(Extracted data entries)
+ + +
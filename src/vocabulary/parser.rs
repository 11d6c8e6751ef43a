use std::{io, path::Path};

use super::{entities::ResolvedModel, graph, resolver};
use crate::{config::Config, diagnostics::Diagnostics, fs::FileSystem, Error, Result};

/// Outcome of parsing a vocabulary document.
#[derive(Clone, Debug, Default, PartialEq, Eq)]
pub struct Parsed {
    pub model: ResolvedModel,
    pub diagnostics: Diagnostics,
}

/// Parses a JSON-LD vocabulary document held in memory.
///
/// # Errors
///
/// [`Error::MalformedInput`] when `raw` is not a JSON object with a `@graph`
/// array of nodes.
pub fn parse_str(raw: &str, config: &Config) -> Result<Parsed> {
    let document: graph::RawDocument = serde_json::from_str(raw)?;
    let settings = &config.vocabulary;
    let ingested = graph::ingest(document, settings);

    let mut diagnostics = Diagnostics::new();
    let model = resolver::build_classes(
        &ingested.classes,
        &ingested.properties,
        &ingested.members,
        settings,
        &mut diagnostics,
    );
    Ok(Parsed { model, diagnostics })
}

/// Reads and parses the vocabulary document at `path`.
///
/// # Errors
///
/// [`Error::InputNotFound`] when nothing exists at `path`, [`Error::Io`] for
/// other read failures and [`Error::MalformedInput`] as for [`parse_str`].
pub async fn parse(fs: &dyn FileSystem, path: &Path, config: &Config) -> Result<Parsed> {
    let raw = fs.read_to_string(path).await.map_err(|err| match err.kind() {
        io::ErrorKind::NotFound => Error::InputNotFound {
            path: path.to_path_buf(),
        },
        _ => Error::Io(err),
    })?;
    tracing::info!(path = %path.display(), bytes = raw.len(), "parsing vocabulary");
    parse_str(&raw, config)
}
//! Inherited and own properties per class.
//!
//! Properties are keyed by name: a generated type cannot declare two members
//! with the same name. When distinct properties share a name the first one
//! seen wins (own declarations before inherited ones, ancestors in identifier
//! order) and [`name_collisions`] reports the loser.

use std::collections::BTreeSet;

use super::{
    entities::{ClassModel, PropertyModel, ResolvedModel},
    hierarchy::ancestors,
};
use crate::diagnostics::Diagnostic;

/// Own properties of every ancestor, deduplicated by name.
#[must_use]
pub fn inherited_properties<'a>(
    class: &'a ClassModel,
    model: &'a ResolvedModel,
) -> Vec<&'a PropertyModel> {
    let mut names = BTreeSet::new();
    ancestors(class, model)
        .into_iter()
        .filter_map(|id| model.class(id))
        .flat_map(ClassModel::properties)
        .filter(|property| names.insert(property.name()))
        .collect()
}

/// Inherited properties with same-named own declarations taking their place,
/// followed by the remaining own properties.
#[must_use]
pub fn all_properties<'a>(
    class: &'a ClassModel,
    model: &'a ResolvedModel,
) -> Vec<&'a PropertyModel> {
    let mut properties = inherited_properties(class, model);
    for own in own_properties(class) {
        match properties
            .iter_mut()
            .find(|existing| existing.name() == own.name())
        {
            Some(slot) => *slot = own,
            None => properties.push(own),
        }
    }
    properties
}

/// Members declared on the contract: own properties not already declared by an
/// ancestor, since the contract extends its parents.
#[must_use]
pub fn contract_properties<'a>(
    class: &'a ClassModel,
    model: &'a ResolvedModel,
) -> Vec<&'a PropertyModel> {
    let inherited: BTreeSet<&str> = inherited_properties(class, model)
        .into_iter()
        .map(PropertyModel::name)
        .collect();
    own_properties(class)
        .into_iter()
        .filter(|property| !inherited.contains(property.name()))
        .collect()
}

/// Members of the concrete type: the whole inherited and own set.
#[must_use]
pub fn concrete_properties<'a>(
    class: &'a ClassModel,
    model: &'a ResolvedModel,
) -> Vec<&'a PropertyModel> {
    all_properties(class, model)
}

/// Distinct properties hidden because another one on `class` has the same name.
#[must_use]
pub fn name_collisions(class: &ClassModel, model: &ResolvedModel) -> Vec<Diagnostic> {
    let kept = all_properties(class, model);
    let candidates = class.properties().iter().chain(
        ancestors(class, model)
            .into_iter()
            .filter_map(|id| model.class(id))
            .flat_map(ClassModel::properties),
    );

    let mut reported = BTreeSet::new();
    let mut collisions = Vec::new();
    for candidate in candidates {
        let Some(winner) = kept.iter().find(|p| p.name() == candidate.name()) else {
            continue;
        };
        if winner.id() != candidate.id() && reported.insert(candidate.id()) {
            collisions.push(Diagnostic::PropertyNameCollision {
                class: class.name().to_string(),
                name: candidate.name().to_string(),
                kept: winner.id().to_string(),
                dropped: candidate.id().to_string(),
            });
        }
    }
    collisions
}

fn own_properties(class: &ClassModel) -> Vec<&PropertyModel> {
    let mut names = BTreeSet::new();
    class
        .properties()
        .iter()
        .filter(|property| names.insert(property.name()))
        .collect()
}

#[cfg(test)]
mod tests {
    use super::{all_properties, concrete_properties, contract_properties, name_collisions};
    use crate::{
        diagnostics::Diagnostic,
        vocabulary::entities::{ClassModel, PropertyModel, ResolvedModel},
    };

    fn names(properties: &[&PropertyModel]) -> Vec<String> {
        properties
            .iter()
            .map(|p| format!("{}={}", p.name(), p.id()))
            .collect()
    }

    fn chain() -> ResolvedModel {
        [
            ClassModel::new("ex:A", "A")
                .with_property(PropertyModel::new("ex:a/x", "x"))
                .with_property(PropertyModel::new("ex:name", "name")),
            ClassModel::new("ex:B", "B")
                .with_parent("ex:A")
                .with_property(PropertyModel::new("ex:b", "b")),
            ClassModel::new("ex:C", "C")
                .with_parent("ex:B")
                .with_property(PropertyModel::new("ex:c/x", "x"))
                .with_property(PropertyModel::new("ex:c", "c")),
        ]
        .into_iter()
        .collect()
    }

    #[test]
    fn own_declaration_wins_over_inherited_one() {
        let model = chain();
        let c = model.class("ex:C").expect("c");
        assert_eq!(
            names(&all_properties(c, &model)),
            vec!["x=ex:c/x", "name=ex:name", "b=ex:b", "c=ex:c"]
        );
        assert_eq!(
            names(&concrete_properties(c, &model)),
            names(&all_properties(c, &model))
        );
    }

    #[test]
    fn contract_skips_names_declared_up_the_chain() {
        let model = chain();
        let c = model.class("ex:C").expect("c");
        assert_eq!(names(&contract_properties(c, &model)), vec!["c=ex:c"]);
        let a = model.class("ex:A").expect("a");
        assert_eq!(
            names(&contract_properties(a, &model)),
            vec!["x=ex:a/x", "name=ex:name"]
        );
    }

    #[test]
    fn same_property_on_several_domains_is_not_a_collision() {
        let model: ResolvedModel = [
            ClassModel::new("ex:A", "A").with_property(PropertyModel::new("ex:name", "name")),
            ClassModel::new("ex:B", "B")
                .with_parent("ex:A")
                .with_property(PropertyModel::new("ex:name", "name")),
        ]
        .into_iter()
        .collect();
        let b = model.class("ex:B").expect("b");
        assert!(name_collisions(b, &model).is_empty());
        assert!(contract_properties(b, &model).is_empty());
    }

    #[test]
    fn distinct_properties_sharing_a_name_are_reported() {
        let model = chain();
        let c = model.class("ex:C").expect("c");
        assert_eq!(
            name_collisions(c, &model),
            vec![Diagnostic::PropertyNameCollision {
                class: "C".into(),
                name: "x".into(),
                kept: "ex:c/x".into(),
                dropped: "ex:a/x".into(),
            }]
        );
    }
}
+ + +
_WORK REQUEST_:
From the entries above, copy every line where the word "kept" shows up.

_RESPONSE_:
    let kept = all_properties(class, model);
        let Some(winner) = kept.iter().find(|p| p.name() == candidate.name()) else {
                kept: winner.id().to_string(),
                kept: "ex:c/x".into(),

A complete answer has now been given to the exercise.